Prompt
Beginning with the line that contains "pub fn alarm_triggered(&self)" in the material below, print each line exactly until the line that contains "against this one." has been printed, then stop.

Entries shown

[Start of section]

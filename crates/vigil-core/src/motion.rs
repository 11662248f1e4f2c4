//! Accelerometer data model and the tamper decision rule.
//!
//! Two accelerometer buses are sampled every cycle. Each bus is compared only
//! against its own reading from the immediately preceding cycle; the buses are
//! never merged or compared with each other.

use std::fmt;
use std::str::FromStr;

use serde::{Deserialize, Serialize};

use crate::alarm::{AlarmLatch, LatchPolicy};
use crate::error::{DomainError, DomainResult};

/// Per-axis delta (scaled units) at or above which motion counts as tampering.
pub const THRESHOLD: u32 = 5;

/// Raw accelerometer counts are divided by this before reaching the monitor.
pub const ACCEL_SCALE_DIVISOR: i32 = 100;

/// One of the two independent accelerometer buses.
#[derive(Debug, Clone, Copy, PartialEq, Eq, Hash, Serialize, Deserialize)]
#[serde(rename_all = "snake_case")]
pub enum Bus {
    /// The SPI-attached accelerometer
    A,
    /// The I2C-attached accelerometer
    B,
}

impl fmt::Display for Bus {
    fn fmt(&self, f: &mut fmt::Formatter<'_>) -> fmt::Result {
        match self {
            Bus::A => write!(f, "bus-a"),
            Bus::B => write!(f, "bus-b"),
        }
    }
}

/// Accelerometer axis.
#[derive(Debug, Clone, Copy, PartialEq, Eq, Hash, Serialize, Deserialize)]
#[serde(rename_all = "snake_case")]
pub enum Axis {
    X,
    Y,
    Z,
}

impl fmt::Display for Axis {
    fn fmt(&self, f: &mut fmt::Formatter<'_>) -> fmt::Result {
        match self {
            Axis::X => write!(f, "x"),
            Axis::Y => write!(f, "y"),
            Axis::Z => write!(f, "z"),
        }
    }
}

/// A scaled three-axis acceleration sample.
#[derive(Debug, Clone, Copy, Default, PartialEq, Eq, Hash, Serialize, Deserialize)]
pub struct AxisTriplet {
    pub x: i32,
    pub y: i32,
    pub z: i32,
}

impl AxisTriplet {
    /// The all-zero triplet.
    pub const ZERO: AxisTriplet = AxisTriplet::new(0, 0, 0);

    /// Creates a triplet from already-scaled values.
    pub const fn new(x: i32, y: i32, z: i32) -> Self {
        Self { x, y, z }
    }

    /// Scales raw 16-bit accelerometer counts by [`ACCEL_SCALE_DIVISOR`].
    ///
    /// Division truncates toward zero, so `-199` becomes `-1`.
    pub fn from_raw(x: i16, y: i16, z: i16) -> Self {
        Self {
            x: i32::from(x) / ACCEL_SCALE_DIVISOR,
            y: i32::from(y) / ACCEL_SCALE_DIVISOR,
            z: i32::from(z) / ACCEL_SCALE_DIVISOR,
        }
    }

    /// Like [`AxisTriplet::from_raw`], but validates that each count fits a
    /// 16-bit register first.
    pub fn try_from_raw(x: i64, y: i64, z: i64) -> DomainResult<Self> {
        let narrow = |field: &str, value: i64| {
            i16::try_from(value).map_err(|_| DomainError::InvalidFieldValue {
                field: field.to_string(),
                value: value.to_string(),
                expected: format!("{}..={}", i16::MIN, i16::MAX),
            })
        };
        Ok(Self::from_raw(
            narrow("x", x)?,
            narrow("y", y)?,
            narrow("z", z)?,
        ))
    }

    /// Absolute per-axis differences against a previous triplet.
    pub fn deltas(&self, previous: &AxisTriplet) -> [(Axis, u32); 3] {
        [
            (Axis::X, self.x.abs_diff(previous.x)),
            (Axis::Y, self.y.abs_diff(previous.y)),
            (Axis::Z, self.z.abs_diff(previous.z)),
        ]
    }
}

impl fmt::Display for AxisTriplet {
    fn fmt(&self, f: &mut fmt::Formatter<'_>) -> fmt::Result {
        write!(f, "X={}, Y={}, Z={}", self.x, self.y, self.z)
    }
}

/// Where the motion monitor takes its first "previous" triplets from.
#[derive(Debug, Clone, Copy, Default, PartialEq, Eq, Hash, Serialize, Deserialize)]
#[serde(rename_all = "kebab-case")]
pub enum BaselinePolicy {
    /// Compare the first cycle against zero triplets.
    ///
    /// Any resting reading with gravity on one axis will trip the alarm on
    /// the very first cycle.
    Zero,

    /// Take one real reading from each bus before the comparison loop starts.
    #[default]
    FirstReading,
}

impl fmt::Display for BaselinePolicy {
    fn fmt(&self, f: &mut fmt::Formatter<'_>) -> fmt::Result {
        match self {
            BaselinePolicy::Zero => write!(f, "zero"),
            BaselinePolicy::FirstReading => write!(f, "first-reading"),
        }
    }
}

impl FromStr for BaselinePolicy {
    type Err = DomainError;

    fn from_str(s: &str) -> Result<Self, Self::Err> {
        match s.trim().to_ascii_lowercase().as_str() {
            "zero" => Ok(BaselinePolicy::Zero),
            "first-reading" | "first_reading" => Ok(BaselinePolicy::FirstReading),
            other => Err(DomainError::ParseError {
                field: "baseline".to_string(),
                reason: format!("unknown policy '{other}' (expected zero or first-reading)"),
            }),
        }
    }
}

/// Outcome of observing one motion cycle.
#[derive(Debug, Clone, Copy, PartialEq, Eq)]
pub enum MotionVerdict {
    /// No axis on either bus moved by [`THRESHOLD`] or more.
    Quiet,

    /// A crossing happened and tripped the latch: alert, lock and notify.
    Tamper { bus: Bus, axis: Axis, delta: u32 },

    /// A crossing happened but the latch had already tripped.
    Suppressed { bus: Bus, axis: Axis, delta: u32 },
}

impl MotionVerdict {
    /// Returns true if this cycle should drive the actuators.
    pub fn is_tamper(&self) -> bool {
        matches!(self, MotionVerdict::Tamper { .. })
    }
}

/// Motion state owned by the motion monitor loop.
///
/// Holds the previous triplet for each bus and the alarm latch. It has a
/// single writer, so it needs no synchronization.
#[derive(Debug, Clone, Default, PartialEq, Eq)]
pub struct MotionState {
    previous_a: AxisTriplet,
    previous_b: AxisTriplet,
    latch: AlarmLatch,
}

impl MotionState {
    /// Creates a state with zero baselines and an armed latch.
    pub fn new(policy: LatchPolicy) -> Self {
        Self::seeded(AxisTriplet::ZERO, AxisTriplet::ZERO, policy)
    }

    /// Creates a state with explicit baselines.
    pub fn seeded(previous_a: AxisTriplet, previous_b: AxisTriplet, policy: LatchPolicy) -> Self {
        Self {
            previous_a,
            previous_b,
            latch: AlarmLatch::new(policy),
        }
    }

    /// Returns the last triplet seen on a bus.
    pub fn previous(&self, bus: Bus) -> AxisTriplet {
        match bus {
            Bus::A => self.previous_a,
            Bus::B => self.previous_b,
        }
    }

    /// Returns true once the alarm has fired.
    pub fn alarm_triggered(&self) -> bool {
        self.latch.is_tripped()
    }

    /// Returns the alarm latch.
    pub fn latch(&self) -> &AlarmLatch {
        &self.latch
    }

    /// Re-arms the alarm latch.
    pub fn rearm(&mut self) {
        self.latch.rearm();
    }

    /// Compares a new pair of readings against the previous cycle.
    ///
    /// The previous triplets are replaced with `a` and `b` whatever the
    /// verdict, so the next cycle always compares against this one.
    pub fn observe(&mut self, a: AxisTriplet, b: AxisTriplet) -> MotionVerdict {
        let crossing = first_crossing(Bus::A, &a, &self.previous_a)
            .or_else(|| first_crossing(Bus::B, &b, &self.previous_b));

        let verdict = match crossing {
            None => MotionVerdict::Quiet,
            Some((bus, axis, delta)) => {
                if self.latch.is_armed() && self.latch.trip() {
                    MotionVerdict::Tamper { bus, axis, delta }
                } else {
                    MotionVerdict::Suppressed { bus, axis, delta }
                }
            }
        };

        self.previous_a = a;
        self.previous_b = b;

        verdict
    }
}

fn first_crossing(
    bus: Bus,
    current: &AxisTriplet,
    previous: &AxisTriplet,
) -> Option<(Bus, Axis, u32)> {
    current
        .deltas(previous)
        .into_iter()
        .find(|(_, delta)| *delta >= THRESHOLD)
        .map(|(axis, delta)| (bus, axis, delta))
}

[End of section]

Answer to this exercise
    pub fn alarm_triggered(&self) -> bool {
        self.latch.is_tripped()
    }

    /// Returns the alarm latch.
    pub fn latch(&self) -> &AlarmLatch {
        &self.latch
    }

    /// Re-arms the alarm latch.
    pub fn rearm(&mut self) {
        self.latch.rearm();
    }

    /// Compares a new pair of readings against the previous cycle.
    ///
    /// The previous triplets are replaced with `a` and `b` whatever the
    /// verdict, so the next cycle always compares against this one.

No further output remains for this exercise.